4. Most likely, you pay quite a bit for tuition, so take advantage of what you can: the gym, climbing wall, concerts, forums, library, copy centers, resources, city buses, etc. 98% of what you need is usually on campus, so try there first before spending more money (except for medical help…).
5. Now’s your chance to waste your time under the guise of education. Take surfboard shaping classes, kickboxing, nature hiking, or some esoteric course that interests you, all for credit.
6. If you can, study abroad. Having a perfectly good reason to spend three months in another country is a no-brainer.
7. Work on-campus. Trying to nail down a part-time job can be tricky in college, and many students get stuck with odd hours, leaving little time for homework and socialization. University organizations tend to be more relaxed about hours and will let you off the hook for academic holidays and breaks. Pay is usually equivalent to what you’d earn at a comparable job, and you don’t have to worry about transportation.
8. Explore. Some students go their entire college careers without discovering hidden corners, buildings, and features of their schools. Many universities have gardens, sitting spots tucked away, art pieces, or walking trails for students to enjoy. Don’t just powerwalk to and from class with your head down! Take a warm afternoon to stroll the campus at your leisure, and you may be surprised at what you’ll find.
9. Don’t pay for a tutor. Most universities have extensive resources for students at no cost (or very minimal costs). There are plenty of options, from faculty tutors to grad students and even peers that are willing to take a few hours each week to help you understand a tricky physics concept. Even better, visit your professor’s office hours first. You pay them to teach you, so take advantage of their wisdom both in and out of class.
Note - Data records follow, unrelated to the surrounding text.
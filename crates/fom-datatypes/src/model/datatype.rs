// SPDX-License-Identifier: Apache-2.0 OR MIT
// Copyright (c) 2025-2026 naskel.com

//! Datatype descriptors.

use super::kind::{ByteOrder, DatatypeKind};
use std::num::NonZeroU32;

/// Non-owning reference to another datatype, resolved by name through the
/// registry.
///
/// A reference of kind [`DatatypeKind::Unresolved`] points at a datatype
/// that was still under construction when the reference was taken (a
/// cyclic declaration).
#[derive(Debug, Clone, PartialEq, Eq, Hash)]
pub struct DatatypeRef {
    /// Referenced datatype name.
    pub name: String,
    /// Kind of the referenced datatype.
    pub kind: DatatypeKind,
}

impl DatatypeRef {
    /// Create a reference.
    pub fn new(name: impl Into<String>, kind: DatatypeKind) -> Self {
        Self {
            name: name.into(),
            kind,
        }
    }

    /// Create a cycle-point placeholder reference.
    pub fn unresolved(name: impl Into<String>) -> Self {
        Self::new(name, DatatypeKind::Unresolved)
    }

    /// False for cycle-point placeholders.
    pub fn is_resolved(&self) -> bool {
        self.kind != DatatypeKind::Unresolved
    }
}

/// Kind-specific payload of a [`Datatype`].
#[derive(Debug, Clone, PartialEq, Eq)]
pub enum Definition {
    Basic(BasicDescriptor),
    Simple(SimpleDescriptor),
    Enumerated(EnumeratedDescriptor),
    Array(ArrayDescriptor),
    FixedRecord(FixedRecordDescriptor),
    VariantRecord(VariantRecordDescriptor),
    /// Placeholder, name only.
    Unresolved,
}

/// A complete, immutable datatype descriptor.
#[derive(Debug, Clone, PartialEq, Eq)]
pub struct Datatype {
    name: String,
    definition: Definition,
}

impl Datatype {
    /// Create a descriptor.
    pub fn new(name: impl Into<String>, definition: Definition) -> Self {
        Self {
            name: name.into(),
            definition,
        }
    }

    /// Create a basic descriptor.
    pub fn basic(name: impl Into<String>, byte_size: NonZeroU32, byte_order: ByteOrder) -> Self {
        Self::new(
            name,
            Definition::Basic(BasicDescriptor {
                byte_size,
                byte_order,
            }),
        )
    }

    /// Create a simple (alias) descriptor.
    pub fn simple(name: impl Into<String>, representation: DatatypeRef) -> Self {
        Self::new(name, Definition::Simple(SimpleDescriptor { representation }))
    }

    /// Create an enumerated descriptor.
    pub fn enumerated(
        name: impl Into<String>,
        representation: DatatypeRef,
        enumerators: Vec<Enumerator>,
    ) -> Self {
        Self::new(
            name,
            Definition::Enumerated(EnumeratedDescriptor {
                representation,
                enumerators,
            }),
        )
    }

    /// Create a placeholder.
    pub fn unresolved(name: impl Into<String>) -> Self {
        Self::new(name, Definition::Unresolved)
    }

    pub fn name(&self) -> &str {
        &self.name
    }

    pub fn definition(&self) -> &Definition {
        &self.definition
    }

    /// Kind of this descriptor; fixed at construction.
    pub fn kind(&self) -> DatatypeKind {
        match &self.definition {
            Definition::Basic(_) => DatatypeKind::Basic,
            Definition::Simple(_) => DatatypeKind::Simple,
            Definition::Enumerated(_) => DatatypeKind::Enumerated,
            Definition::Array(_) => DatatypeKind::Array,
            Definition::FixedRecord(_) => DatatypeKind::FixedRecord,
            Definition::VariantRecord(_) => DatatypeKind::VariantRecord,
            Definition::Unresolved => DatatypeKind::Unresolved,
        }
    }

    /// Reference to this descriptor, as stored by referencing datatypes.
    pub fn to_ref(&self) -> DatatypeRef {
        DatatypeRef::new(self.name.clone(), self.kind())
    }

    pub fn byte_size(&self) -> Option<u32> {
        match &self.definition {
            Definition::Basic(b) => Some(b.byte_size.get()),
            _ => None,
        }
    }

    pub fn byte_order(&self) -> Option<ByteOrder> {
        match &self.definition {
            Definition::Basic(b) => Some(b.byte_order),
            _ => None,
        }
    }

    /// Representation of a simple or enumerated type.
    pub fn representation(&self) -> Option<&DatatypeRef> {
        match &self.definition {
            Definition::Simple(s) => Some(&s.representation),
            Definition::Enumerated(e) => Some(&e.representation),
            _ => None,
        }
    }

    pub fn enumerators(&self) -> Option<&[Enumerator]> {
        match &self.definition {
            Definition::Enumerated(e) => Some(&e.enumerators),
            _ => None,
        }
    }

    pub fn element_type(&self) -> Option<&DatatypeRef> {
        match &self.definition {
            Definition::Array(a) => Some(&a.element_type),
            _ => None,
        }
    }

    pub fn dimensions(&self) -> Option<&[Dimension]> {
        match &self.definition {
            Definition::Array(a) => Some(&a.dimensions),
            _ => None,
        }
    }

    /// Fields of a fixed record, in declaration order.
    pub fn fields(&self) -> Option<&[Field]> {
        match &self.definition {
            Definition::FixedRecord(r) => Some(&r.fields),
            _ => None,
        }
    }

    /// Get field by name.
    pub fn field(&self, name: &str) -> Option<&Field> {
        self.fields()?.iter().find(|f| f.name == name)
    }

    /// Discriminant name and type of a variant record.
    pub fn discriminant(&self) -> Option<(&str, &DatatypeRef)> {
        match &self.definition {
            Definition::VariantRecord(v) => Some((&v.discriminant_name, &v.discriminant_type)),
            _ => None,
        }
    }

    /// Alternatives of a variant record, in declaration order.
    pub fn alternatives(&self) -> Option<&[Alternative]> {
        match &self.definition {
            Definition::VariantRecord(v) => Some(&v.alternatives),
            _ => None,
        }
    }

    /// Alternative selected by a discriminant enumerator name.
    pub fn alternative_for(&self, enumerator: &str) -> Option<&Alternative> {
        self.alternatives()?
            .iter()
            .find(|alt| alt.applies_to(enumerator))
    }

    /// Every nested datatype reference, in declaration order.
    pub fn references(&self) -> Vec<&DatatypeRef> {
        match &self.definition {
            Definition::Basic(_) | Definition::Unresolved => Vec::new(),
            Definition::Simple(s) => vec![&s.representation],
            Definition::Enumerated(e) => vec![&e.representation],
            Definition::Array(a) => vec![&a.element_type],
            Definition::FixedRecord(r) => r.fields.iter().map(|f| &f.datatype).collect(),
            Definition::VariantRecord(v) => std::iter::once(&v.discriminant_type)
                .chain(v.alternatives.iter().filter_map(|a| a.datatype.as_ref()))
                .collect(),
        }
    }
}

/// Basic representation: size and byte order.
#[derive(Debug, Clone, PartialEq, Eq)]
pub struct BasicDescriptor {
    /// Size in bytes.
    pub byte_size: NonZeroU32,
    pub byte_order: ByteOrder,
}

#[derive(Debug, Clone, PartialEq, Eq)]
pub struct SimpleDescriptor {
    pub representation: DatatypeRef,
}

#[derive(Debug, Clone, PartialEq, Eq)]
pub struct EnumeratedDescriptor {
    pub representation: DatatypeRef,
    /// Enumerators in declaration order.
    pub enumerators: Vec<Enumerator>,
}

impl EnumeratedDescriptor {
    /// Get enumerator by name.
    pub fn enumerator(&self, name: &str) -> Option<&Enumerator> {
        self.enumerators.iter().find(|e| e.name == name)
    }
}

/// Enumerator: name and its textual value.
#[derive(Debug, Clone, PartialEq, Eq, Hash)]
pub struct Enumerator {
    pub name: String,
    pub value: String,
}

impl Enumerator {
    pub fn new(name: impl Into<String>, value: impl Into<String>) -> Self {
        Self {
            name: name.into(),
            value: value.into(),
        }
    }
}

#[derive(Debug, Clone, PartialEq, Eq)]
pub struct ArrayDescriptor {
    pub element_type: DatatypeRef,
    pub dimensions: Vec<Dimension>,
}

/// Array dimension.
///
/// Dynamic cardinality is encoded by [`Dimension::DYNAMIC`] in either bound.
#[derive(Debug, Clone, Copy, PartialEq, Eq, Hash)]
pub struct Dimension {
    pub lower_bound: i32,
    pub upper_bound: i32,
}

impl Dimension {
    /// Sentinel bound for dynamic cardinality.
    pub const DYNAMIC: i32 = -1;

    /// Fixed cardinality `n`.
    pub fn fixed(cardinality: i32) -> Self {
        Self::bounded(cardinality, cardinality)
    }

    /// Cardinality range `[lower..upper]`.
    pub fn bounded(lower_bound: i32, upper_bound: i32) -> Self {
        Self {
            lower_bound,
            upper_bound,
        }
    }

    /// Dynamic cardinality.
    pub fn dynamic() -> Self {
        Self::fixed(Self::DYNAMIC)
    }

    pub fn is_dynamic(&self) -> bool {
        self.lower_bound == Self::DYNAMIC || self.upper_bound == Self::DYNAMIC
    }

    /// Element count for fixed-size dimensions.
    pub fn cardinality(&self) -> Option<u32> {
        if self.is_dynamic() || self.lower_bound != self.upper_bound {
            return None;
        }
        u32::try_from(self.upper_bound).ok()
    }
}

#[derive(Debug, Clone, PartialEq, Eq)]
pub struct FixedRecordDescriptor {
    /// Fields in wire order.
    pub fields: Vec<Field>,
}

/// Fixed record field.
#[derive(Debug, Clone, PartialEq, Eq)]
pub struct Field {
    pub name: String,
    pub datatype: DatatypeRef,
}

impl Field {
    pub fn new(name: impl Into<String>, datatype: DatatypeRef) -> Self {
        Self {
            name: name.into(),
            datatype,
        }
    }
}

#[derive(Debug, Clone, PartialEq, Eq)]
pub struct VariantRecordDescriptor {
    pub discriminant_name: String,
    pub discriminant_type: DatatypeRef,
    /// Alternatives in declaration order.
    pub alternatives: Vec<Alternative>,
}

/// Variant record alternative.
#[derive(Debug, Clone, PartialEq, Eq)]
pub struct Alternative {
    pub name: String,
    /// Payload type; `None` for alternatives declared with `NA`.
    pub datatype: Option<DatatypeRef>,
    /// Discriminant enumerators selecting this alternative.
    pub enumerators: Vec<Enumerator>,
}

impl Alternative {
    pub fn new(
        name: impl Into<String>,
        datatype: Option<DatatypeRef>,
        enumerators: Vec<Enumerator>,
    ) -> Self {
        Self {
            name: name.into(),
            datatype,
            enumerators,
        }
    }

    /// True when `enumerator` selects this alternative.
    pub fn applies_to(&self, enumerator: &str) -> bool {
        self.enumerators.iter().any(|e| e.name == enumerator)
    }
}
10. Get to know your professors. Not in a creepy way, but be open to the opportunities they may grant you. Your teachers are in their positions for a reason, and usually have extensive networks of colleagues they can connect you with in the future. Being able to have a solid rapport with a past professor and call them up can land you a job, a grant, a recommendation letter, or an incredible opportunity even after you’ve graduated.